Jagiellonia gotowa na maraton. Siemieniec miał spory ból głowy

Getty Images / Grzegorz Wajda/SOPA Images/LightRocket / Na zdjęciu: Adrian Siemieniec
Getty Images / Grzegorz Wajda/SOPA Images/LightRocket / Na zdjęciu: Adrian Siemieniec

- Wiem, ale nie powiem - mówi Adrian Siemieniec. Trener Jagiellonii Białystok musiał podjąć trudną decyzję, ponieważ Miłosz Piekutowski bronił rewelacyjnie, ale do zdrowia wrócił już pierwszy bramkarz Sławomir Abramowicz.

Mamy 22 listopada, za miesiąc Boże Narodzenie, ale to nie oznacza, że piłkarze Jagiellonii Białystok mogą powoli rozglądać się za karpiem albo szukać prezentów dla najbliższych. Wręcz przeciwnie - oni w ciągu najbliższych 26 dni rozegrają osiem meczów (pięć wyjazdowych i trzy na własnym boisku).

- Trzy mecze u siebie to i tak sporo. Ostatnio mieliśmy takie okresy, że graliśmy jeden czy dwa mecze na swoim stadionie, także idziemy w progres. To tyle pozytywów. Terminarz oczywiście jest wymagający, nie ma co ukrywać - mówił trener Adrian Siemieniec na konferencji prasowej.

- Logistyka, którą planujemy powoduje, że w niektórych przypadkach jest duże prawdopodobieństwo, że nie będziemy mogli nawet zrobić treningu między meczami. Czasami nie ma idealnego rozwiązania, tylko trzeba wybierać najlepsze z możliwych - przyznał trener Siemieniec.

Pierwszy z nich już w niedzielne południe, a rywalem będzie GKS Katowice.

- Jeśli ktoś obserwuje polską ekstraklasę, pracę trenera Góraka, to nasuwa się jedno słowo: konsekwencja. Powtarzalność, ciągłość procesu. To widać. Najlepszą wizytówką dla GKS-u jest to, że doskonale wiemy, czego się po nich spodziewać. Myślę, że to najlepszy komplement, jakiego można użyć w kierunku trenera i całej drużyny - dodał opiekun Jagiellonii.

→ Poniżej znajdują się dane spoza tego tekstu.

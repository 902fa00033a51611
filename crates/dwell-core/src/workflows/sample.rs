use crate::core::models::particle::Particle;
use crate::core::models::system::ParticleSystem;
use crate::core::plot::canvas::PlotCanvas;
use crate::core::potential::surface::PotentialSurface;
use crate::engine::config::{PlotConfig, SimulationConfig};
use crate::engine::dynamics::DynamicsEngine;
use crate::engine::error::EngineError;
use crate::engine::progress::{Progress, ProgressReporter};
use crate::engine::state::{DriverPhase, Frame, SamplingResult};
use crate::engine::utils::sampling::circle_positions;
use nalgebra::Point3;
use rand::SeedableRng;
use rand::rngs::StdRng;
use tracing::{info, instrument};

const CHAIN_ID: char = 'A';
const RESIDUE_NUMBER: isize = 1;
const RESIDUE_NAME: &str = "SMP";

/// Drives one sampling run through its phase machine.
///
/// Phases advance strictly
/// `Uninitialized -> PositionsReady -> SystemBuilt -> IntegratorReady ->
/// Running -> Done`; calling an operation out of order is a fatal
/// [`EngineError::Phase`]. The driver owns the engine for the duration of
/// the run and borrows the canvas it scatters onto.
pub struct SamplingDriver<'a, E: DynamicsEngine, C: PlotCanvas> {
    config: &'a SimulationConfig,
    engine: E,
    canvas: &'a mut C,
    reporter: &'a ProgressReporter<'a>,
    phase: DriverPhase,
    initial_positions: Vec<Point3<f64>>,
    system: Option<ParticleSystem>,
}

impl<'a, E: DynamicsEngine, C: PlotCanvas> SamplingDriver<'a, E, C> {
    pub fn new(
        config: &'a SimulationConfig,
        engine: E,
        canvas: &'a mut C,
        reporter: &'a ProgressReporter<'a>,
    ) -> Self {
        Self {
            config,
            engine,
            canvas,
            reporter,
            phase: DriverPhase::Uninitialized,
            initial_positions: Vec::new(),
            system: None,
        }
    }

    /// Current phase of the driver.
    pub fn phase(&self) -> DriverPhase {
        self.phase
    }

    /// Initial placement, available once positions are ready.
    pub fn initial_positions(&self) -> &[Point3<f64>] {
        &self.initial_positions
    }

    /// The placeholder topology, available once the system is built.
    pub fn system(&self) -> Option<&ParticleSystem> {
        self.system.as_ref()
    }

    fn expect_phase(&self, expected: DriverPhase) -> Result<(), EngineError> {
        if self.phase == expected {
            Ok(())
        } else {
            Err(EngineError::Phase {
                expected,
                actual: self.phase,
            })
        }
    }

    /// Places the ensemble uniformly on the starting circle.
    pub fn initialize_positions(&mut self) -> Result<(), EngineError> {
        self.expect_phase(DriverPhase::Uninitialized)?;

        let mut rng = match self.config.seed {
            Some(seed) => StdRng::seed_from_u64(seed),
            None => StdRng::from_entropy(),
        };
        self.initial_positions =
            circle_positions(self.config.n_particles, self.config.initial_radius, &mut rng)?;

        info!(
            n = self.config.n_particles,
            radius = self.config.initial_radius,
            "placed ensemble on starting circle"
        );
        self.phase = DriverPhase::PositionsReady;
        Ok(())
    }

    /// Registers the ensemble with the engine and builds the placeholder
    /// topology.
    ///
    /// Every particle gets the configured mass; the surface is attached
    /// once as an external force applied identically to all of them.
    pub fn build_system(&mut self, surface: &PotentialSurface) -> Result<(), EngineError> {
        self.expect_phase(DriverPhase::PositionsReady)?;

        let mut system = ParticleSystem::new();
        let chain_id = system
            .add_chain(CHAIN_ID)
            .ok_or_else(|| EngineError::Topology("duplicate chain".to_string()))?;
        let residue_id = system
            .add_residue(chain_id, RESIDUE_NUMBER, RESIDUE_NAME)
            .ok_or_else(|| EngineError::Topology("duplicate residue".to_string()))?;

        for (i, position) in self.initial_positions.iter().enumerate() {
            self.engine.register_particle(self.config.particle_mass);
            let particle = Particle::new(
                &format!("P{}", i + 1),
                residue_id,
                self.config.particle_mass,
                *position,
            );
            system
                .add_particle_to_residue(residue_id, particle)
                .ok_or_else(|| EngineError::Topology("missing residue".to_string()))?;
        }

        self.engine.attach_force(&surface.to_engine_expression())?;
        self.engine.set_positions(&self.initial_positions)?;

        self.system = Some(system);
        self.phase = DriverPhase::SystemBuilt;
        Ok(())
    }

    /// Configures the thermostat and draws initial velocities.
    pub fn build_integrator(&mut self) -> Result<(), EngineError> {
        self.expect_phase(DriverPhase::SystemBuilt)?;

        self.engine.configure_integrator(
            self.config.temperature,
            self.config.friction,
            self.config.timestep,
        );
        self.engine.initialize_velocities(self.config.temperature);

        self.phase = DriverPhase::IntegratorReady;
        Ok(())
    }

    /// Runs the iteration loop to completion.
    ///
    /// Each iteration queries the engine state exactly once, scatters the
    /// xy projection onto the canvas, then advances the engine by the
    /// configured number of steps. A progress marker is emitted every
    /// `report_interval` iterations.
    pub fn run_loop(mut self) -> Result<SamplingResult, EngineError> {
        self.expect_phase(DriverPhase::IntegratorReady)?;
        self.phase = DriverPhase::Running;

        self.reporter.report(Progress::LoopStart {
            total_iterations: self.config.iterations as u64,
        });

        let mut frames = Vec::with_capacity(self.config.iterations);
        let mut last_positions = self.initial_positions.clone();

        for iteration in 0..self.config.iterations {
            last_positions = self.engine.positions();
            let points: Vec<(f64, f64)> = last_positions.iter().map(|p| (p.x, p.y)).collect();
            self.canvas.draw_scatter(&points);
            frames.push(Frame { iteration, points });

            self.engine.step(self.config.steps_per_iteration)?;

            if (iteration + 1) % self.config.report_interval == 0 {
                self.reporter.report(Progress::IterationBatch {
                    completed: (iteration + 1) as u64,
                });
            }
        }

        self.reporter.report(Progress::LoopFinish);

        if let Some(system) = &mut self.system {
            system.set_positions(&last_positions);
        }
        self.phase = DriverPhase::Done;

        info!(frames = frames.len(), "sampling loop finished");
        Ok(SamplingResult {
            frames,
            final_positions: last_positions,
        })
    }
}

/// Runs the complete sampling procedure: landscape render, placement,
/// system and integrator setup, then the iteration loop.
#[instrument(skip_all, name = "sampling_workflow")]
pub fn run<E: DynamicsEngine, C: PlotCanvas>(
    config: &SimulationConfig,
    plot: &PlotConfig,
    surface: &PotentialSurface,
    engine: E,
    canvas: &mut C,
    reporter: &ProgressReporter,
) -> Result<SamplingResult, EngineError> {
    // === Phase 0: Landscape ===
    reporter.report(Progress::PhaseStart { name: "Landscape" });
    surface.render(canvas, plot.bounds, plot.resolution);
    reporter.report(Progress::Message(format!(
        "landscape rendered on a {res}x{res} grid",
        res = plot.resolution
    )));
    reporter.report(Progress::PhaseFinish);

    // === Phases 1-3: Placement, system, integrator ===
    reporter.report(Progress::PhaseStart { name: "Setup" });
    let mut driver = SamplingDriver::new(config, engine, canvas, reporter);
    driver.initialize_positions()?;
    driver.build_system(surface)?;
    driver.build_integrator()?;
    reporter.report(Progress::PhaseFinish);

    // === Phase 4: Sampling loop ===
    driver.run_loop()
}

ZOBACZ WIDEO: #dziejesiewsporcie: Huknął nie do obrony. Asysta piętą skradła show

- Przede wszystkim oczekuję, że będziemy dobrze przygotowani do tego meczu. Kwestia zwycięstwa... oczywiście wszyscy tego od siebie oczekujemy i chcielibyśmy wygrać, będziemy do tego dążyć, ale to jest tylko sport. Musimy być przygotowani do rywalizacji na trzech frontach, skupić się na tym, żeby całościowo dobrze zakończyć ten rok. Teraz mecz z GKS-em jest najważniejszy, a po nim skupimy się na kolejnym zadaniu. Takie myślenie zadaniowe nam przyświeca. Musimy być tak nastawieni, biorąc pod uwagę napiętość terminarza - powiedział trener Siemieniec.

Za nim trudna (zapewne) rozmowa z Miłoszem Piekutowskim, który wskoczył do bramki Jagiellonii po kontuzji Sławomira Abramowicza i prezentował się fenomenalnie. Tyle tylko, że Abramowicz już wyzdrowiał, więc Siemieniec ma pozytywny ból głowy. Na kogo tu postawić w bramce?

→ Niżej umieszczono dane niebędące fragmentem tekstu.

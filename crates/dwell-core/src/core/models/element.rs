use std::fmt;
use std::str::FromStr;
use thiserror::Error;

/// Represents a chemical element assigned to a particle.
///
/// The dynamics-engine topology schema requires every particle to carry an
/// element, even when the particles are abstract samplers with no chemistry.
/// This enum covers the handful of elements that appear in practice; the
/// conventional placeholder for non-interacting sampling particles is
/// [`Element::Argon`].
#[derive(Debug, Clone, Copy, PartialEq, Eq, Hash, Default)]
pub enum Element {
    /// Hydrogen (H).
    Hydrogen,
    /// Carbon (C).
    Carbon,
    /// Nitrogen (N).
    Nitrogen,
    /// Oxygen (O).
    Oxygen,
    /// Argon (Ar), the inert placeholder for sampling particles.
    #[default]
    Argon,
}

impl Element {
    /// Returns the one- or two-letter element symbol.
    pub fn symbol(&self) -> &'static str {
        match self {
            Element::Hydrogen => "H",
            Element::Carbon => "C",
            Element::Nitrogen => "N",
            Element::Oxygen => "O",
            Element::Argon => "Ar",
        }
    }

    /// Returns the standard atomic mass in unified atomic mass units.
    ///
    /// This is bookkeeping only: the mass used for integration comes from
    /// the simulation configuration, not from the element.
    pub fn standard_mass(&self) -> f64 {
        match self {
            Element::Hydrogen => 1.008,
            Element::Carbon => 12.011,
            Element::Nitrogen => 14.007,
            Element::Oxygen => 15.999,
            Element::Argon => 39.948,
        }
    }
}

#[derive(Debug, Error, PartialEq, Eq)]
#[error("Unknown element symbol: {0}")]
pub struct ParseElementError(String);

impl FromStr for Element {
    type Err = ParseElementError;

    fn from_str(s: &str) -> Result<Self, Self::Err> {
        match s.to_ascii_lowercase().as_str() {
            "h" | "hydrogen" => Ok(Element::Hydrogen),
            "c" | "carbon" => Ok(Element::Carbon),
            "n" | "nitrogen" => Ok(Element::Nitrogen),
            "o" | "oxygen" => Ok(Element::Oxygen),
            "ar" | "argon" => Ok(Element::Argon),
            other => Err(ParseElementError(other.to_string())),
        }
    }
}

impl fmt::Display for Element {
    fn fmt(&self, f: &mut fmt::Formatter<'_>) -> fmt::Result {
        write!(f, "{}", self.symbol())
    }
}

#[cfg(test)]
mod tests {
    use super::*;

    #[test]
    fn argon_is_the_default_placeholder() {
        assert_eq!(Element::default(), Element::Argon);
        assert_eq!(Element::default().symbol(), "Ar");
    }

    #[test]
    fn parsing_accepts_symbols_and_names_case_insensitively() {
        assert_eq!("Ar".parse::<Element>().unwrap(), Element::Argon);
        assert_eq!("argon".parse::<Element>().unwrap(), Element::Argon);
        assert_eq!("C".parse::<Element>().unwrap(), Element::Carbon);
        assert_eq!("oxygen".parse::<Element>().unwrap(), Element::Oxygen);
    }

    #[test]
    fn parsing_rejects_unknown_symbols() {
        assert!("Xx".parse::<Element>().is_err());
    }

    #[test]
    fn display_round_trips_through_from_str() {
        for element in [
            Element::Hydrogen,
            Element::Carbon,
            Element::Nitrogen,
            Element::Oxygen,
            Element::Argon,
        ] {
            let parsed: Element = element.to_string().parse().unwrap();
            assert_eq!(parsed, element);
        }
    }
}
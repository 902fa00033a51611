//! Force-expression syntax shared with the dynamics engine.
//!
//! The engine consumes a force as a scalar expression string over the named
//! coordinates `x`, `y`, `z` (caret powers, `exp`, the four arithmetic
//! operators, unary minus). This module owns that syntax end to end:
//! tokenizing, parsing into an [`Expr`] tree, pointwise evaluation, and
//! symbolic partial differentiation so an integrator can derive forces as
//! the negative gradient without finite differencing.

use std::fmt;
use thiserror::Error;

#[derive(Debug, Error, PartialEq)]
pub enum ExpressionError {
    #[error("Unexpected character '{ch}' at byte {position}")]
    UnexpectedChar { ch: char, position: usize },

    #[error("Malformed numeric literal starting at byte {position}")]
    MalformedNumber { position: usize },

    #[error("Expected {expected} at byte {position}")]
    UnexpectedToken {
        expected: &'static str,
        position: usize,
    },

    #[error("Expression ended unexpectedly")]
    UnexpectedEnd,

    #[error("Unknown function: {0}")]
    UnknownFunction(String),

    #[error("Unknown coordinate: {0} (expected x, y, or z)")]
    UnknownCoordinate(String),

    #[error("Cannot differentiate a power with a non-constant exponent")]
    NonConstantExponent,
}

/// A named coordinate the engine exposes to force expressions.
#[derive(Debug, Clone, Copy, PartialEq, Eq)]
pub enum Coordinate {
    X,
    Y,
    Z,
}

impl fmt::Display for Coordinate {
    fn fmt(&self, f: &mut fmt::Formatter<'_>) -> fmt::Result {
        match self {
            Coordinate::X => write!(f, "x"),
            Coordinate::Y => write!(f, "y"),
            Coordinate::Z => write!(f, "z"),
        }
    }
}

/// A parsed scalar expression over the coordinates `x`, `y`, `z`.
#[derive(Debug, Clone, PartialEq)]
pub enum Expr {
    Constant(f64),
    Coord(Coordinate),
    Add(Box<Expr>, Box<Expr>),
    Sub(Box<Expr>, Box<Expr>),
    Mul(Box<Expr>, Box<Expr>),
    Div(Box<Expr>, Box<Expr>),
    Neg(Box<Expr>),
    Pow(Box<Expr>, Box<Expr>),
    Exp(Box<Expr>),
}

- Cały czas rozmawiamy z trenerem bramkarzy. Jesteśmy zadowoleni z postawy Miłosza, ale to też nie tak, że wcześniej nie byliśmy zadowoleni z postawy Sławka. Każdy użyje sobie argumentów, jakich chce, ale trzeba zwrócić uwagę dlaczego Sławek przestał bronić, jakie były tego powody, jak wygląda hierarchia w bramce. Ja już wiem, ale oczywiście nie powiem. Zobaczycie w niedzielę - powiedział trener Siemieniec.

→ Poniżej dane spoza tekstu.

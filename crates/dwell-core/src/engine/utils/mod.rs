pub mod sampling;
use crate::error::{CliError, Result};
use std::fs::File;
use std::path::PathBuf;
use tracing_subscriber::{
    filter::LevelFilter,
    fmt::{self},
    prelude::*,
};

pub fn setup_logging(verbosity: u8, quiet: bool, log_file: Option<PathBuf>) -> Result<()> {
    let level_filter = if quiet {
        LevelFilter::OFF
    } else {
        match verbosity {
            0 => LevelFilter::WARN,
            1 => LevelFilter::INFO,
            2 => LevelFilter::DEBUG,
            _ => LevelFilter::TRACE,
        }
    };

    let stderr_layer = fmt::layer()
        .with_writer(std::io::stderr)
        .with_ansi(true)
        .with_target(false)
        .compact();

    let subscriber = tracing_subscriber::registry()
        .with(level_filter)
        .with(stderr_layer);

    if let Some(path) = log_file {
        let file = File::create(&path).map_err(CliError::Io)?;

        let file_layer = fmt::layer()
            .with_writer(file)
            .with_ansi(false)
            .with_thread_ids(true)
            .with_target(true);

        subscriber.with(file_layer).init();
    } else {
        subscriber.init();
    }

    Ok(())
}
use crate::core::plot::canvas::PlotCanvas;
use crate::core::plot::{CONTOUR_LEVELS, PlotBounds, ScalarField};

/// The analytic double-well potential-energy surface.
///
/// One struct owns every constant of
///
/// ```text
/// V(x,y) = -a*exp(-(x-x0)^2 - y^2) - a*exp(-(x+x0)^2 - y^2)
///        + b*exp(-c*(x^2 + y^2 + d*(x+y)^2))
///        + q*(x^4 + y^4) + s*exp(u + w*y)
/// ```
///
/// Both the numeric evaluation path ([`PotentialSurface::evaluate`]) and
/// the engine force expression ([`PotentialSurface::to_engine_expression`])
/// are derived from these fields, so the two representations cannot drift
/// apart. The engine expression additionally carries a harmonic restraint
/// `k*z^2` that confines the engine's mandatory third dimension; it has no
/// physical meaning and vanishes identically at z = 0.
#[derive(Debug, Clone, Copy, PartialEq)]
pub struct PotentialSurface {
    /// Depth prefactor of the two Gaussian wells (a).
    pub well_depth: f64,
    /// Offset of each well center from the origin along x (x0).
    pub well_offset: f64,
    /// Height prefactor of the central Gaussian ridge (b).
    pub ridge_height: f64,
    /// Width coefficient of the ridge exponent (c).
    pub ridge_width: f64,
    /// Coupling coefficient of the diagonal (x+y)^2 ridge term (d).
    pub diagonal_coupling: f64,
    /// Prefactor of the quartic confinement term (q).
    pub quartic_confinement: f64,
    /// Prefactor of the exponential wall along -y (s).
    pub wall_scale: f64,
    /// Constant term in the wall exponent (u).
    pub wall_offset: f64,
    /// Linear-in-y coefficient in the wall exponent (w).
    pub wall_slope: f64,
    /// Stiffness of the z-restraint in the engine expression (k).
    pub restraint_stiffness: f64,
}

impl Default for PotentialSurface {
    fn default() -> Self {
        Self {
            well_depth: 3.0,
            well_offset: 1.0,
            ridge_height: 15.0,
            ridge_width: 0.32,
            diagonal_coupling: 20.0,
            quartic_confinement: 0.0512,
            wall_scale: 0.4,
            wall_offset: -2.0,
            wall_slope: -4.0,
            restraint_stiffness: 1000.0,
        }
    }
}

impl PotentialSurface {
    /// Evaluates V(x, y) pointwise.
    ///
    /// Finite and real everywhere on the domain of interest
    /// (x in [-3, 3], y in [-1.2, 3]); exponentials of large negative
    /// arguments underflow to zero silently, which is acceptable.
    pub fn evaluate(&self, x: f64, y: f64) -> f64 {
        let left_well = -self.well_depth * (-(x - self.well_offset).powi(2) - y * y).exp();
        let right_well = -self.well_depth * (-(x + self.well_offset).powi(2) - y * y).exp();
        let ridge = self.ridge_height
            * (-self.ridge_width * (x * x + y * y + self.diagonal_coupling * (x + y).powi(2)))
                .exp();
        let confinement = self.quartic_confinement * (x.powi(4) + y.powi(4));
        let wall = self.wall_scale * (self.wall_offset + self.wall_slope * y).exp();
        left_well + right_well + ridge + confinement + wall
    }

    /// Evaluates V elementwise over a regular grid.
    ///
    /// `resolution` is the number of grid nodes along each axis.
    pub fn evaluate_grid(&self, bounds: PlotBounds, resolution: usize) -> ScalarField {
        ScalarField::from_fn(bounds, resolution, resolution, |x, y| self.evaluate(x, y))
    }

    /// Formats the surface as a force expression for the dynamics engine.
    ///
    /// The string is the exact analytic form of [`PotentialSurface::evaluate`]
    /// plus the `k*z^2` restraint, in the engine's caret-power syntax. The
    /// terms are spelled with explicit separators so the output stays
    /// parseable for any sign of the parameters.
    pub fn to_engine_expression(&self) -> String {
        format!(
            "-{a}*exp(-(x-{x0})^2 - y^2) - {a}*exp(-(x+{x0})^2 - y^2) \
             + {b}*exp(-{c}*(x^2 + y^2 + {d}*(x+y)^2)) \
             + {q}*(x^4 + y^4) + {s}*exp({u} + {w}*y) + {k}*z^2",
            a = self.well_depth,
            x0 = self.well_offset,
            b = self.ridge_height,
            c = self.ridge_width,
            d = self.diagonal_coupling,
            q = self.quartic_confinement,
            s = self.wall_scale,
            u = self.wall_offset,
            w = self.wall_slope,
            k = self.restraint_stiffness,
        )
    }

    /// Draws the surface onto a canvas as filled contour bands plus a
    /// colorbar legend.
    ///
    /// Side effect only: the canvas accumulates the landscape, and the
    /// sampling workflow scatters trajectory frames on top of it.
    pub fn render(&self, canvas: &mut impl PlotCanvas, bounds: PlotBounds, resolution: usize) {
        let field = self.evaluate_grid(bounds, resolution);
        let (min, max) = field.value_range();
        canvas.draw_filled_contour(&field, CONTOUR_LEVELS);
        canvas.draw_colorbar(min, max, CONTOUR_LEVELS);
    }
}

#[cfg(test)]
mod tests {
    use super::*;
    use crate::core::potential::expression::Expr;

    const TOLERANCE: f64 = 1e-9;

    #[test]
    fn regression_value_at_the_right_well() {
        let surface = PotentialSurface::default();
        // Term by term at (1, 0): the ridge exponent is
        // -0.32*(1 + 0 + 20*1) = -6.72.
        let expected = -3.0
            - 3.0 * (-4.0f64).exp()
            + 15.0 * (-6.72f64).exp()
            + 0.0512
            + 0.4 * (-2.0f64).exp();
        assert!((surface.evaluate(1.0, 0.0) - expected).abs() < 1e-12);
        assert!((surface.evaluate(1.0, 0.0) - (-2.9315148)).abs() < 1e-5);
    }

    #[test]
    fn surface_is_finite_over_the_domain_of_interest() {
        let surface = PotentialSurface::default();
        let field = surface.evaluate_grid(PlotBounds::default(), 61);
        for j in 0..field.ny {
            for i in 0..field.nx {
                assert!(
                    field.value(i, j).is_finite(),
                    "non-finite V at ({}, {})",
                    field.x_at(i),
                    field.y_at(j)
                );
            }
        }
    }

    #[test]
    fn surface_is_symmetric_in_x_along_the_well_axis() {
        let surface = PotentialSurface::default();
        // At y = -x the diagonal ridge term is constant in the swap
        // x -> -x only at y = 0; check the simple axis.
        assert!((surface.evaluate(1.0, 0.0) - surface.evaluate(-1.0, 0.0)).abs() < TOLERANCE);
    }

    #[test]
    fn wells_are_deeper_than_the_saddle_region() {
        let surface = PotentialSurface::default();
        let well = surface.evaluate(1.0, 0.0);
        let origin = surface.evaluate(0.0, 0.0);
        assert!(well < origin);
    }

    #[test]
    fn engine_expression_agrees_with_evaluate_at_z_zero() {
        let surface = PotentialSurface::default();
        let expr = Expr::parse(&surface.to_engine_expression()).unwrap();
        for i in 0..=24 {
            for j in 0..=24 {
                let x = -3.0 + 6.0 * i as f64 / 24.0;
                let y = -1.2 + 4.2 * j as f64 / 24.0;
                let direct = surface.evaluate(x, y);
                let via_expression = expr.eval(x, y, 0.0);
                assert!(
                    (direct - via_expression).abs() < TOLERANCE,
                    "mismatch at ({x}, {y}): {direct} vs {via_expression}"
                );
            }
        }
    }

    #[test]
    fn restraint_term_is_harmonic_in_z() {
        let surface = PotentialSurface::default();
        let expr = Expr::parse(&surface.to_engine_expression()).unwrap();
        let at_plane = expr.eval(0.5, 0.5, 0.0);
        let off_plane = expr.eval(0.5, 0.5, 0.1);
        let expected_penalty = surface.restraint_stiffness * 0.1 * 0.1;
        assert!((off_plane - at_plane - expected_penalty).abs() < TOLERANCE);
    }

    #[test]
    fn expression_stays_parseable_for_flipped_parameter_signs() {
        let surface = PotentialSurface {
            well_offset: -1.0,
            wall_slope: 4.0,
            ..PotentialSurface::default()
        };
        let expr = Expr::parse(&surface.to_engine_expression()).unwrap();
        let x = 0.7;
        let y = -0.3;
        assert!((expr.eval(x, y, 0.0) - surface.evaluate(x, y)).abs() < TOLERANCE);
    }
}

Z jego słów można wywnioskować, że do bramki wróci Abramowicz. - Sławek nie stracił miejsca w bramce przez słabe występy, tylko doznał urazu, który uniemożliwił mu grę. Nie wiemy, jak historia by się potoczyła, gdyby ten uraz się nie przytrafił, gdzie bylibyśmy teraz, jakby Sławek bronił, kto by bronił w Pucharze Polski. Teraz mamy dwóch bramkarzy zdrowych, dla mnie najważniejsze jest to, że zarówno jeden, jak i drugi pokazali, że są w dobrej dyspozycji i możemy na nich liczyć. Myślę, że wielu trenerów chciałoby mieć taki problem - podsumował.

Początek meczu Jagiellonia Białystok - GKS Katowice w niedzielę o godz. 12.15.